Marine Fights A 'Broken' System
Casey looked impossibly young as he lay there, and you could see pain in his bright blue eyes. He had been hit by 200 pieces of shrapnel. His jaw and collar bone were broken. His legs had been amputated -- the right well above the knee and the left below it. He was suffering what's called phantom pain, searing discomfort in legs and feet that weren't there anymore. Those injuries would not heal quickly.

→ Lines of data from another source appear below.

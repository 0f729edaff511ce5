//! Tasks the node has learned about from the network.

use std::collections::BTreeMap;
use std::fmt;

use parking_lot::RwLock;
use serde::{Deserialize, Serialize};
use tracing::debug;

/// Identifier of a task announced on the network.
#[derive(Clone, Debug, PartialEq, Eq, PartialOrd, Ord, Hash, Serialize, Deserialize)]
#[serde(transparent)]
pub struct TaskId(String);

impl TaskId {
    /// Wraps a task identifier.
    pub fn new(id: impl Into<String>) -> Self {
        Self(id.into())
    }

    /// The identifier as a string.
    #[must_use]
    pub fn as_str(&self) -> &str {
        &self.0
    }
}

impl fmt::Display for TaskId {
    fn fmt(&self, f: &mut fmt::Formatter<'_>) -> fmt::Result {
        f.write_str(&self.0)
    }
}

impl From<&str> for TaskId {
    fn from(id: &str) -> Self {
        Self::new(id)
    }
}

/// Part of a task header that never changes after the task is announced.
#[derive(Clone, Debug, PartialEq, Eq, Serialize, Deserialize)]
pub struct FixedHeader {
    /// Execution environment the task requires, e.g. `WASM`.
    pub environment: String,

    /// Unix timestamp (seconds) after which the task is no longer offered.
    #[serde(default, skip_serializing_if = "Option::is_none")]
    pub deadline: Option<u64>,
}

/// Header of a known task.
#[derive(Clone, Debug, PartialEq, Eq, Serialize, Deserialize)]
pub struct TaskHeader {
    /// Task identifier.
    pub task_id: TaskId,

    /// Immutable part of the header.
    pub fixed_header: FixedHeader,
}

/// Thread-safe registry of known task headers.
#[derive(Debug, Default)]
pub struct TaskRegistry {
    tasks: RwLock<BTreeMap<TaskId, TaskHeader>>,
}

impl TaskRegistry {
    /// Creates an empty registry.
    #[must_use]
    pub fn new() -> Self {
        Self::default()
    }

    /// Records a header, returning the one it replaced.
    pub fn insert(&self, header: TaskHeader) -> Option<TaskHeader> {
        debug!(
            "known task {} ({})",
            header.task_id, header.fixed_header.environment
        );
        self.tasks.write().insert(header.task_id.clone(), header)
    }

    /// Forgets a task.
    pub fn remove(&self, task_id: &TaskId) -> Option<TaskHeader> {
        self.tasks.write().remove(task_id)
    }

    /// Looks up a single header.
    #[must_use]
    pub fn get(&self, task_id: &TaskId) -> Option<TaskHeader> {
        self.tasks.read().get(task_id).cloned()
    }

    /// Number of known tasks.
    #[must_use]
    pub fn len(&self) -> usize {
        self.tasks.read().len()
    }

    /// Whether no tasks are known.
    #[must_use]
    pub fn is_empty(&self) -> bool {
        self.tasks.read().is_empty()
    }

    /// Copy of every known header, ordered by task id.
    #[must_use]
    pub fn snapshot(&self) -> BTreeMap<TaskId, TaskHeader> {
        self.tasks.read().clone()
    }
}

Beset by infections, Casey went through four additional amputations on his right stump, each time losing more of the leg. He was medically discharged from the Marine Corps and then struggled with the bureaucracy of the Veteran's Administration, a system he calls "broken."
"At all costs I avoid the VA and depend on nonprofit organizations," Casey told us. One of them, the Injured Marine Semper Fi Fund, has supported Casey and other wounded troops for the last five years. It was stated by a single person responding to aching need.
As Marines launched the battle of Fallujah in 2004, planes full of wounded started coming in to Camp Pendleton California. Karen Guenther, a nurse working in the military hospital, saw not only the devastating injuries but families living hand-to-mouth trying to cope with the demands providing comfort. When a Marine is injured, she realized, the family is injured.
What began as a single inspiration has grown into an organization which has given more than $30 million to Marines, sailors and soldiers -- $30 million from citizens who wanted to help young men and women recover from wounds suffered on the battlefield. Is this support the government should be providing? Karen Guenther says "we the American people" also have a role to play.